- _What is being asked_: Output only the lines from the start of the entries through the line holding "async fn events(State(state): State<Arc<AppState>>)". Each line must match the original exactly.
::: Material for this task :::
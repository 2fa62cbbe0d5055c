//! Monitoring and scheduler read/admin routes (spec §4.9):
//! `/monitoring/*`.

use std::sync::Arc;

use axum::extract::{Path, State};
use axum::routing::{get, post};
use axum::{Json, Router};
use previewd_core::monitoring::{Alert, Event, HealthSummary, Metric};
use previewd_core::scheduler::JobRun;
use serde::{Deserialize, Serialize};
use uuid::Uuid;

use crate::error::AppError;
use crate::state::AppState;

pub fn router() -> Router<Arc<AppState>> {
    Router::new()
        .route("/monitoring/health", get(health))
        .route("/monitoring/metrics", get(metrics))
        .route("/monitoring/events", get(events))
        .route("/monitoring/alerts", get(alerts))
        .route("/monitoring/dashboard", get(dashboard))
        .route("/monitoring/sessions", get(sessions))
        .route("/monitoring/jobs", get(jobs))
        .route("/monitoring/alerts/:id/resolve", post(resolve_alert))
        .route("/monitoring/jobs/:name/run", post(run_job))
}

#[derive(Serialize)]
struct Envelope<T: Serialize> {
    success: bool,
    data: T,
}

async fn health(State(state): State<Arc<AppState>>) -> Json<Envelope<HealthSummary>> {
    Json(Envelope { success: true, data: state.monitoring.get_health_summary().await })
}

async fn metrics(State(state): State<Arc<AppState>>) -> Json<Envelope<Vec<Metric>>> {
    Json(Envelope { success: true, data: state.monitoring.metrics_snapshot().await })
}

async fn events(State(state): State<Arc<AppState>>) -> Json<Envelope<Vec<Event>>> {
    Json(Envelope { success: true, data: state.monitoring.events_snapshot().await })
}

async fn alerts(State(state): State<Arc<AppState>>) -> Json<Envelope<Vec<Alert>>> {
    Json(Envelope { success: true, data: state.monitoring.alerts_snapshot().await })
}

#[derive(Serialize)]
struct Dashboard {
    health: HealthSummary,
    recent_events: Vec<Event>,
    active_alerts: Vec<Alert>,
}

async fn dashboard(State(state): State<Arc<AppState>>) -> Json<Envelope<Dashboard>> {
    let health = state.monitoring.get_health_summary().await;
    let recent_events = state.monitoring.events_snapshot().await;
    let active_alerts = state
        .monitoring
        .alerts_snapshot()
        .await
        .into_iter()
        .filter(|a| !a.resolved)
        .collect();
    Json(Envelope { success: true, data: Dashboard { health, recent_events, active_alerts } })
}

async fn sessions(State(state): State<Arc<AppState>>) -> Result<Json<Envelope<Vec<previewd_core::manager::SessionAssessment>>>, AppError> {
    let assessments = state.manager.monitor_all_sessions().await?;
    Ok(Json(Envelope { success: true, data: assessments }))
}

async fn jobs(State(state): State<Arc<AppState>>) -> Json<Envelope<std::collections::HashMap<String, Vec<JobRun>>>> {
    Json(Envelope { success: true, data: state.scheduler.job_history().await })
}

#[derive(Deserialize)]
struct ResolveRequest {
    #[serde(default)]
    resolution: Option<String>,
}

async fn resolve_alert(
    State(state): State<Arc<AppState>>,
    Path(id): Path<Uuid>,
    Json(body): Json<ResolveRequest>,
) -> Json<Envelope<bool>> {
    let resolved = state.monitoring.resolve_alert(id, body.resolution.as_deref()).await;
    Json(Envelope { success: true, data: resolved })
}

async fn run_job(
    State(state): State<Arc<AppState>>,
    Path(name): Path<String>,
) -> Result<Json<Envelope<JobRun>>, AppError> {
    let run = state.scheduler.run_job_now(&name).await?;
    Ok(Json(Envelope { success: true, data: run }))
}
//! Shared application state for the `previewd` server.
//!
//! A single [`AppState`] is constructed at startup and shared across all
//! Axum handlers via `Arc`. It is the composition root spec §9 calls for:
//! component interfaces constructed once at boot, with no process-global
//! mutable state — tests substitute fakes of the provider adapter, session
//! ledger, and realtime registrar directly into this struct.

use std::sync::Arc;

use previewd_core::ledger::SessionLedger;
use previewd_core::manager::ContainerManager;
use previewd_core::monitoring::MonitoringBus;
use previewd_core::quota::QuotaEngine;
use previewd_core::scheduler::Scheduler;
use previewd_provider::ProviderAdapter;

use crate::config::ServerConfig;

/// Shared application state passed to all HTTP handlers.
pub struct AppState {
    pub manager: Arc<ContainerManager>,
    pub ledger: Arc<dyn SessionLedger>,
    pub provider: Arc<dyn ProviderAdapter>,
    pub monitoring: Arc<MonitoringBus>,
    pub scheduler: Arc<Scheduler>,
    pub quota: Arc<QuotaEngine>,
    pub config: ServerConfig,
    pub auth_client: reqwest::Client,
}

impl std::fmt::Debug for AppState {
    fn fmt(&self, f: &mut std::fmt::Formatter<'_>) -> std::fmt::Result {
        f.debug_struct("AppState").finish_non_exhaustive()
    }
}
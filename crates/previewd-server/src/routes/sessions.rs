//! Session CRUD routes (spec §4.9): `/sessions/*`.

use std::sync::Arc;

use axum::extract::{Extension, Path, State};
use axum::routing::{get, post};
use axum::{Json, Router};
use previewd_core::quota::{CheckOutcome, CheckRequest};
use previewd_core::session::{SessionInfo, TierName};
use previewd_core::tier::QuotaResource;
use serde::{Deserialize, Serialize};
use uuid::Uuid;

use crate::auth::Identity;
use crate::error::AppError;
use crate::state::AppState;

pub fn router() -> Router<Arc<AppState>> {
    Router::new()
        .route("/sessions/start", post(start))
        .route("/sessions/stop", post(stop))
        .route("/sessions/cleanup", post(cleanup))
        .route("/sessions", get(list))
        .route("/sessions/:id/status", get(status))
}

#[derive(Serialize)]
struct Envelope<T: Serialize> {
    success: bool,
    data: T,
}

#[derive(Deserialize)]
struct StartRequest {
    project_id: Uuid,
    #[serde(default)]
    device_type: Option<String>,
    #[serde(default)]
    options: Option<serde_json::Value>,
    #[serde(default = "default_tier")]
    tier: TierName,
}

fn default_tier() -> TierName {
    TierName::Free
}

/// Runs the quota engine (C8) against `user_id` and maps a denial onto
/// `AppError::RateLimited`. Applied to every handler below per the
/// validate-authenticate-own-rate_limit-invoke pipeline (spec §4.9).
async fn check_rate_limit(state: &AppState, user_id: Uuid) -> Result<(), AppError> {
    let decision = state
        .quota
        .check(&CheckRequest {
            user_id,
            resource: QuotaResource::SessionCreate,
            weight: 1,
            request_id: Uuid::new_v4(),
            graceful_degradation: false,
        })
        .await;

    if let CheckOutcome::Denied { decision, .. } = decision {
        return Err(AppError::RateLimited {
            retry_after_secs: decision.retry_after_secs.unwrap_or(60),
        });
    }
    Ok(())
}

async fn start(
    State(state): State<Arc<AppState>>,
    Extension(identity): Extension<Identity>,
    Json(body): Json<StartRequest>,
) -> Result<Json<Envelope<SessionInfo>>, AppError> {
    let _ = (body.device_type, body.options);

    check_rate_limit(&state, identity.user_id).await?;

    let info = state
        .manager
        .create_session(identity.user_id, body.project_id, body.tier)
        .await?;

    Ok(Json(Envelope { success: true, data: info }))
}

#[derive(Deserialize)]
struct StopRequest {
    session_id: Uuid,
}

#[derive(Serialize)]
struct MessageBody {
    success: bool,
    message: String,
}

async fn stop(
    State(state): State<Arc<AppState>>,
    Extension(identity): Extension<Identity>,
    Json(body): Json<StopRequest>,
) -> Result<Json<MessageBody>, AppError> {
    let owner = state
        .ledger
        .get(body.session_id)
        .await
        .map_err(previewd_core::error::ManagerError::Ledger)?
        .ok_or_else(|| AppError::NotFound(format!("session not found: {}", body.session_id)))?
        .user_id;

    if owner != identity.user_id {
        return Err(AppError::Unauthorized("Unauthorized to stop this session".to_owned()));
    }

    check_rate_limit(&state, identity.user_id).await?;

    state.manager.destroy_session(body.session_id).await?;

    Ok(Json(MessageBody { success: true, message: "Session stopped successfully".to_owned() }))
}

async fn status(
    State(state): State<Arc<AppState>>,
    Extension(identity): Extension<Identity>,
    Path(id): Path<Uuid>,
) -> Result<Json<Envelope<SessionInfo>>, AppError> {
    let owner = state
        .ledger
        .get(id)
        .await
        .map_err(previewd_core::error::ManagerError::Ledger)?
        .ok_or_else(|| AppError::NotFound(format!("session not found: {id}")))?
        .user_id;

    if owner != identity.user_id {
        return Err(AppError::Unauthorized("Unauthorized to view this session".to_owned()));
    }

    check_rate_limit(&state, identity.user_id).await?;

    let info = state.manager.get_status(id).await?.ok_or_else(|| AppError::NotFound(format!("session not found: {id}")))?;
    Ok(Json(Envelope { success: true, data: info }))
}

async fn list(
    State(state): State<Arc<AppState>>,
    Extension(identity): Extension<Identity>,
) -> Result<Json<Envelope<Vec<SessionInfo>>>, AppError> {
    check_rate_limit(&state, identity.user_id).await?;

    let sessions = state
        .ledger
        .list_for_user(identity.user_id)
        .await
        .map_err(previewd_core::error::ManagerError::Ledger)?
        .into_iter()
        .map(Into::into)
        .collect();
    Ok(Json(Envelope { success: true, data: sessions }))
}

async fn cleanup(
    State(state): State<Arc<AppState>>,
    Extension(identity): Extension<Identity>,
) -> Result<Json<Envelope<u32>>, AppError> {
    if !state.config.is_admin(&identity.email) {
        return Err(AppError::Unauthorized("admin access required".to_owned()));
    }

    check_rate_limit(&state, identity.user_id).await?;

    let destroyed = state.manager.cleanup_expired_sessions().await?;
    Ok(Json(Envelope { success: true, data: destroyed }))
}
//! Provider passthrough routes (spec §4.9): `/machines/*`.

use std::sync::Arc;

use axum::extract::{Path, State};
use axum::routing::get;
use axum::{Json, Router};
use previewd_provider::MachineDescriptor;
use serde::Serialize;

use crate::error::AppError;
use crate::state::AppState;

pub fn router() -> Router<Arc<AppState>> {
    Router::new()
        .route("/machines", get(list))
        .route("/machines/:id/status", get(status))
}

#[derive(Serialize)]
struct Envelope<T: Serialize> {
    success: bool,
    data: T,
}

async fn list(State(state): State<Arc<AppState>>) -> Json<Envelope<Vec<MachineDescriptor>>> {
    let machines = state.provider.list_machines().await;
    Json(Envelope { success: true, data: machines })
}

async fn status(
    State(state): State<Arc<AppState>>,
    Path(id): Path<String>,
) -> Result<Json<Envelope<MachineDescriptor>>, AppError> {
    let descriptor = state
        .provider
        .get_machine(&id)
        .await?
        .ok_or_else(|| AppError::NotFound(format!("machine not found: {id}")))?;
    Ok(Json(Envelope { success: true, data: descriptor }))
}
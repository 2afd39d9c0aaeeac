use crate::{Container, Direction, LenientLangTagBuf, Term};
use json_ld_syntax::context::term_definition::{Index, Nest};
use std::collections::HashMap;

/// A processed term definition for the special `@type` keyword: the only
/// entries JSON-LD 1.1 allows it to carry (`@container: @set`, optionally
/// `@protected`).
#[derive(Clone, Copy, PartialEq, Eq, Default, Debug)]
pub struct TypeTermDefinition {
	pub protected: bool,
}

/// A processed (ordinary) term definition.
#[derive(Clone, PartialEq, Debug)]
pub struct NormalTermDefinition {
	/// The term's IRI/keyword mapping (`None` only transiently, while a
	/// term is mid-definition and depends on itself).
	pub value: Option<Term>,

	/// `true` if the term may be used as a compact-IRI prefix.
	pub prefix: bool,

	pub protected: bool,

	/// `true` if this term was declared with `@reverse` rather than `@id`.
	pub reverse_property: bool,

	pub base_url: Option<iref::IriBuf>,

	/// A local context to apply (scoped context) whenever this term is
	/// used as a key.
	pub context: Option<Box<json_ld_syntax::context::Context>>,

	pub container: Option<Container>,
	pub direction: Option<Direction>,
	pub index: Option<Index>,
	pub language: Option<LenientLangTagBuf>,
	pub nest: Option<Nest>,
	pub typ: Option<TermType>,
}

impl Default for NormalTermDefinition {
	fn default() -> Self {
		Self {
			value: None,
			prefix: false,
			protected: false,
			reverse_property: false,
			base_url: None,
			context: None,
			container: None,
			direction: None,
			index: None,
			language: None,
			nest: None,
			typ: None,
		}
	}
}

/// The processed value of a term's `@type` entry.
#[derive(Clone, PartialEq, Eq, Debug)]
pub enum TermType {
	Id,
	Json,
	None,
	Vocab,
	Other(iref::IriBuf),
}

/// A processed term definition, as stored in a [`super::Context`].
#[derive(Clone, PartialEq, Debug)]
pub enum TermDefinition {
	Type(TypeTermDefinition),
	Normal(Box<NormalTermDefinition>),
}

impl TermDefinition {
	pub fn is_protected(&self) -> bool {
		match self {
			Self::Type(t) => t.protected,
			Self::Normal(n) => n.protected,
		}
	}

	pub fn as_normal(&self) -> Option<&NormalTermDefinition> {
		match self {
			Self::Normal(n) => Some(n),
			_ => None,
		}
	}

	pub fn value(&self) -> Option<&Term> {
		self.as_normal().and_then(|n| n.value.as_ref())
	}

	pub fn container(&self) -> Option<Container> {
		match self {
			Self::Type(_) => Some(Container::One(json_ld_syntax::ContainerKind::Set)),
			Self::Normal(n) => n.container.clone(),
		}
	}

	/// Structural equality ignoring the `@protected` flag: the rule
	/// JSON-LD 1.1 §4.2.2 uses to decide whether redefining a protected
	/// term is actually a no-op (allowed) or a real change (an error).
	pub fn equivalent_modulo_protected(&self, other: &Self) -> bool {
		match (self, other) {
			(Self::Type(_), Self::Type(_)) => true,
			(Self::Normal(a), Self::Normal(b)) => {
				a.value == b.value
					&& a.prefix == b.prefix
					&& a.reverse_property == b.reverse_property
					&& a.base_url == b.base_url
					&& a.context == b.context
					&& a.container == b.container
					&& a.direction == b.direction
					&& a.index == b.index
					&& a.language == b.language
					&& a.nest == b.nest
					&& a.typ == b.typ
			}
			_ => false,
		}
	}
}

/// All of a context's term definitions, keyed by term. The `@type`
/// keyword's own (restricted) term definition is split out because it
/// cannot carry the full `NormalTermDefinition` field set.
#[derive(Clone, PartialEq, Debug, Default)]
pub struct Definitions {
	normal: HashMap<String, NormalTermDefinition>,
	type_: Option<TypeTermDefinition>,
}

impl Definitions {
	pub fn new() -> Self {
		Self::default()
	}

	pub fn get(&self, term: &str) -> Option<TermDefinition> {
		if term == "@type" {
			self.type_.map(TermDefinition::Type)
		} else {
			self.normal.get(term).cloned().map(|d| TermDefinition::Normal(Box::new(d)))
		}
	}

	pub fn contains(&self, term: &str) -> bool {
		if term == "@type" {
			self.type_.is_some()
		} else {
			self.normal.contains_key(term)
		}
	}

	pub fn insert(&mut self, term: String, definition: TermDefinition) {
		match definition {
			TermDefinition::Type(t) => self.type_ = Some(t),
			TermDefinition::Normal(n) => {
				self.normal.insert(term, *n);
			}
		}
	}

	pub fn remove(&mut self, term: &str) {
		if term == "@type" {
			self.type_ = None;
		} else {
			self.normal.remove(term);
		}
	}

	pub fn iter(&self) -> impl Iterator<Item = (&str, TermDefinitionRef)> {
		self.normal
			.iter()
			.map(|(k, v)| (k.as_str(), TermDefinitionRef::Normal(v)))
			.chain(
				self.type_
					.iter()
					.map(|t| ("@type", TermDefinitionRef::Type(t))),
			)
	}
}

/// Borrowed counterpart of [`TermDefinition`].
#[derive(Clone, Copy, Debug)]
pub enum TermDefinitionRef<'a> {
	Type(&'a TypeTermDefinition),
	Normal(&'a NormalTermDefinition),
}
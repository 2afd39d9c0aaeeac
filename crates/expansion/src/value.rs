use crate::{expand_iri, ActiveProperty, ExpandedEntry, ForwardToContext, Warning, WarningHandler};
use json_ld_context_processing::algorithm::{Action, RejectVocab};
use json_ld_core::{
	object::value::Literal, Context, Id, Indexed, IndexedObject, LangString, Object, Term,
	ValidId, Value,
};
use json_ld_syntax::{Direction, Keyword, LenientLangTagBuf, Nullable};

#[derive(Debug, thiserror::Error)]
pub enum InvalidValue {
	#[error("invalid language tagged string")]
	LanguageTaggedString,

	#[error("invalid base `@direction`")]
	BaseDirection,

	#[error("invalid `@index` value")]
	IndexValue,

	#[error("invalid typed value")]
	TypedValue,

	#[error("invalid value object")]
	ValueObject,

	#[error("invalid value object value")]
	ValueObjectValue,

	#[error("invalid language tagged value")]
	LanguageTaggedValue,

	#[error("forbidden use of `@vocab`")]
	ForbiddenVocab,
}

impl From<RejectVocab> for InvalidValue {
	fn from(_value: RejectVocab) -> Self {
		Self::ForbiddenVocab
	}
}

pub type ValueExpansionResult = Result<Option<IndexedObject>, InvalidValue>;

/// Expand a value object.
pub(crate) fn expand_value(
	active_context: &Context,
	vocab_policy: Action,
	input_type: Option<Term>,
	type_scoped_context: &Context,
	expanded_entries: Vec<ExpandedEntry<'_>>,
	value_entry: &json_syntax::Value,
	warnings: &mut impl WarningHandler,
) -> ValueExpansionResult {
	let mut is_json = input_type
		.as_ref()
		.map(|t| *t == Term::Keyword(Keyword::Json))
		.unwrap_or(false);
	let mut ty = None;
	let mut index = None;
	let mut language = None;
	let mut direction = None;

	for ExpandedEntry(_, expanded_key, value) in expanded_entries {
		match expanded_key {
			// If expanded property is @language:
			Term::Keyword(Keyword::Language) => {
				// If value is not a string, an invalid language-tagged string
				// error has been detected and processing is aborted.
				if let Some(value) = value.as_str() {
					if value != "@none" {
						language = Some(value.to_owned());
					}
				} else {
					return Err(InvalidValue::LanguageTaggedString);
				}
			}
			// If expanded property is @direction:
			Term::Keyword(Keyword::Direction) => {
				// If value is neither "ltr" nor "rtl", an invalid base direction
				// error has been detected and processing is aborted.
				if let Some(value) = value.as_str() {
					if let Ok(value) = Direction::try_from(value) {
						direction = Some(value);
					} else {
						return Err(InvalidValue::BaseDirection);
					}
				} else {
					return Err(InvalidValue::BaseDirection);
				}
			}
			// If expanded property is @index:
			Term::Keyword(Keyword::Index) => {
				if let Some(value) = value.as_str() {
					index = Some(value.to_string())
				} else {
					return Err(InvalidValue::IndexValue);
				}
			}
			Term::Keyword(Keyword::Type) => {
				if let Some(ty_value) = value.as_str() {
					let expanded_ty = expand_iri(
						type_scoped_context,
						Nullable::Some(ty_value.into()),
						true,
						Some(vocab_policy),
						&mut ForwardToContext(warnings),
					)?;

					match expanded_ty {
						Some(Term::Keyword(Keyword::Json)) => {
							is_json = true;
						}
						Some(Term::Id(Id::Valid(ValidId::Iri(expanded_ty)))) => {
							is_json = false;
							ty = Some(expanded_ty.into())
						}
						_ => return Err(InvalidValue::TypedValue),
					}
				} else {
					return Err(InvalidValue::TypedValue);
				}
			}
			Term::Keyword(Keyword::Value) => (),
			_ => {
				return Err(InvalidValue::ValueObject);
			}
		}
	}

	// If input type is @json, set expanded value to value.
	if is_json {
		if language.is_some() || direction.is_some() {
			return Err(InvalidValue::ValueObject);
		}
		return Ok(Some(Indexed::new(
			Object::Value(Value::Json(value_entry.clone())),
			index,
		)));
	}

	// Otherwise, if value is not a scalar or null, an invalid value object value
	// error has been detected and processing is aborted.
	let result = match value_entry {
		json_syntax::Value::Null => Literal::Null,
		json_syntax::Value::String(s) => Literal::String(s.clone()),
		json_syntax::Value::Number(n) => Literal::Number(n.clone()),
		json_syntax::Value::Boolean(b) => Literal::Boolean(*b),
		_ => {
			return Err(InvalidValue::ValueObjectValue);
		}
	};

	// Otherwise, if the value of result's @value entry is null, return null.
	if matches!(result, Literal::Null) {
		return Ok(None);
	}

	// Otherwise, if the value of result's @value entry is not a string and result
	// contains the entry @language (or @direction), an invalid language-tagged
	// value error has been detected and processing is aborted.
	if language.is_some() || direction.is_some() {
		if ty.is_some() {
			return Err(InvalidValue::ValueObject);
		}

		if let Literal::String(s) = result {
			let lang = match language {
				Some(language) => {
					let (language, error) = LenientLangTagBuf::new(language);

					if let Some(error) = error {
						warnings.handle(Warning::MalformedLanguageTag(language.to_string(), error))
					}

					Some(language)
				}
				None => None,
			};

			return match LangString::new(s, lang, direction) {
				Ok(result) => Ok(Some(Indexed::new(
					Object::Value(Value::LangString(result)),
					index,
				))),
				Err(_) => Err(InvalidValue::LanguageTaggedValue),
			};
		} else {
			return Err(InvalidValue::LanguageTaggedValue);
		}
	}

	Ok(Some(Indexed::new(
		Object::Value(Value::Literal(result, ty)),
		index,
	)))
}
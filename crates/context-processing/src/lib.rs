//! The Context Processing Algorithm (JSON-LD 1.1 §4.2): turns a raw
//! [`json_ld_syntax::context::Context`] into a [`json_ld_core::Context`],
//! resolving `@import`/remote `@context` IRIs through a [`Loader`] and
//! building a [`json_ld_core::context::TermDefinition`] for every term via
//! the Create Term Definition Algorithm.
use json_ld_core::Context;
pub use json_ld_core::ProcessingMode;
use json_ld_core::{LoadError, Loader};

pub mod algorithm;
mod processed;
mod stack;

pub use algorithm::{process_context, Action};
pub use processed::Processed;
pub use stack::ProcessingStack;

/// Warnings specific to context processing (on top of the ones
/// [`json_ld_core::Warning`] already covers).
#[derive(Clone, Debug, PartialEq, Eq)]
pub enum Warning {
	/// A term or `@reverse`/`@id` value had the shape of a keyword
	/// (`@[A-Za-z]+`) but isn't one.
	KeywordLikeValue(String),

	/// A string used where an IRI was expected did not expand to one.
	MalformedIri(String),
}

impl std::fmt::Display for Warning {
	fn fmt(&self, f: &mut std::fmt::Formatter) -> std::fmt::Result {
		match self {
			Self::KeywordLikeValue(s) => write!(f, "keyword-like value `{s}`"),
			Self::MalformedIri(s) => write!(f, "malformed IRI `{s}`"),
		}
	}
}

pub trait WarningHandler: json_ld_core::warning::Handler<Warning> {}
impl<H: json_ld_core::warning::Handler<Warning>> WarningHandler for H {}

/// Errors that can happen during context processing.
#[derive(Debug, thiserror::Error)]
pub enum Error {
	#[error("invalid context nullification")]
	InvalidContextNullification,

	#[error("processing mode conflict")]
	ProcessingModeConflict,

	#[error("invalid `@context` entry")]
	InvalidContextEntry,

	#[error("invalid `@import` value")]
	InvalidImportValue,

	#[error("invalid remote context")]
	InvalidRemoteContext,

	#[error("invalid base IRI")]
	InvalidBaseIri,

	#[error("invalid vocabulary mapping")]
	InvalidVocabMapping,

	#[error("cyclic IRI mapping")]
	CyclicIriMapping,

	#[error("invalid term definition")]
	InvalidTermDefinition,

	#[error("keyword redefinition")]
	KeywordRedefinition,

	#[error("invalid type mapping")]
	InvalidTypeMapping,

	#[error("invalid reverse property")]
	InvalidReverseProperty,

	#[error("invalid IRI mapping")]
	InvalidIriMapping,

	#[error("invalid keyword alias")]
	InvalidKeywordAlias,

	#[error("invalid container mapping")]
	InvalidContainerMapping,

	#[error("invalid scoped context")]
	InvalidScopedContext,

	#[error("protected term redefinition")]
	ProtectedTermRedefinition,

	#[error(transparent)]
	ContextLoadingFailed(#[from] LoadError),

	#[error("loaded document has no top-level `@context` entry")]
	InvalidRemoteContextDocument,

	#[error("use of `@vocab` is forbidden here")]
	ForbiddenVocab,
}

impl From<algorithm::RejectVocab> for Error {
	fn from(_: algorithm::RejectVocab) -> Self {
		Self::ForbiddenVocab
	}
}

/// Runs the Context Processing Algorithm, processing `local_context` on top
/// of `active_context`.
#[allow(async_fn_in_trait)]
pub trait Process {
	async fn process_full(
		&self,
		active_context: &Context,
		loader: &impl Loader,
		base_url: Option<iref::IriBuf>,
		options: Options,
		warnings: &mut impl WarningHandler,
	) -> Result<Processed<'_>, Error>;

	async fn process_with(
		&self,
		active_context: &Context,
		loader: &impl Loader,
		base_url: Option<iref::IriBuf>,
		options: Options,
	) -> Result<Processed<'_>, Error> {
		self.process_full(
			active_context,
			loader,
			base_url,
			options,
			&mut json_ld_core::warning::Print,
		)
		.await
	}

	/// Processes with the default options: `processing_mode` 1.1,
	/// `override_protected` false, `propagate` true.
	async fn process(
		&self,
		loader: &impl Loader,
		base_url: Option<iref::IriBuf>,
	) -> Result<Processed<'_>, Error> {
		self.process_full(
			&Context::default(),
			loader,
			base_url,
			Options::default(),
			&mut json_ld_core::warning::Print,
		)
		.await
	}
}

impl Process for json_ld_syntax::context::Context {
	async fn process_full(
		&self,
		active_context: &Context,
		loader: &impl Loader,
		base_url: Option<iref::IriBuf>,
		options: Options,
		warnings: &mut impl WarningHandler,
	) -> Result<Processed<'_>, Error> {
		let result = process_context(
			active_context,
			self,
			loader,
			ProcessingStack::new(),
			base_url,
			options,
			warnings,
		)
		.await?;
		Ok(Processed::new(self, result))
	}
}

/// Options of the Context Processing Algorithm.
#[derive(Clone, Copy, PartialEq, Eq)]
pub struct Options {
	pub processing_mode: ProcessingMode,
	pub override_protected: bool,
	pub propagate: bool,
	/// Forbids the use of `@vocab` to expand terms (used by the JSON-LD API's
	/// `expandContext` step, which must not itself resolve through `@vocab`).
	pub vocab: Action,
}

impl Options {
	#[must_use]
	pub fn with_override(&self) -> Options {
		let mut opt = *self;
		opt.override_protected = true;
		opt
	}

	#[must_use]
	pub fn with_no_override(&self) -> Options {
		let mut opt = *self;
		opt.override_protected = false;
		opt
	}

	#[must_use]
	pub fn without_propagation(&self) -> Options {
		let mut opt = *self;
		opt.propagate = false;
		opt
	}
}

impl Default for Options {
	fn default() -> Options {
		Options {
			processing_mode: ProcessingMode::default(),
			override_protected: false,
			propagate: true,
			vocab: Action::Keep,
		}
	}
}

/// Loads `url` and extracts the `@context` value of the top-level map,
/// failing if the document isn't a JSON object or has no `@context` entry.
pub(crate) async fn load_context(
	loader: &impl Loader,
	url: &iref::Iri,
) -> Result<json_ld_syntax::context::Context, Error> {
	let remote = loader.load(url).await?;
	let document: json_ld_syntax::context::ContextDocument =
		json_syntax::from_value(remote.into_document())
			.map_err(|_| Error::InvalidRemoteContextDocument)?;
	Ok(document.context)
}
:::
- _Exercise answer_:
repository 2fa62cbbe0d5055c
//! Monitoring and scheduler read/admin routes (spec §4.9):
//! `/monitoring/*`.

use std::sync::Arc;

use axum::extract::{Path, State};
use axum::routing::{get, post};
use axum::{Json, Router};
use previewd_core::monitoring::{Alert, Event, HealthSummary, Metric};
use previewd_core::scheduler::JobRun;
use serde::{Deserialize, Serialize};
use uuid::Uuid;

use crate::error::AppError;
use crate::state::AppState;

pub fn router() -> Router<Arc<AppState>> {
    Router::new()
        .route("/monitoring/health", get(health))
        .route("/monitoring/metrics", get(metrics))
        .route("/monitoring/events", get(events))
        .route("/monitoring/alerts", get(alerts))
        .route("/monitoring/dashboard", get(dashboard))
        .route("/monitoring/sessions", get(sessions))
        .route("/monitoring/jobs", get(jobs))
        .route("/monitoring/alerts/:id/resolve", post(resolve_alert))
        .route("/monitoring/jobs/:name/run", post(run_job))
}

#[derive(Serialize)]
struct Envelope<T: Serialize> {
    success: bool,
    data: T,
}

async fn health(State(state): State<Arc<AppState>>) -> Json<Envelope<HealthSummary>> {
    Json(Envelope { success: true, data: state.monitoring.get_health_summary().await })
}

async fn metrics(State(state): State<Arc<AppState>>) -> Json<Envelope<Vec<Metric>>> {
    Json(Envelope { success: true, data: state.monitoring.metrics_snapshot().await })
}

async fn events(State(state): State<Arc<AppState>>) -> Json<Envelope<Vec<Event>>> {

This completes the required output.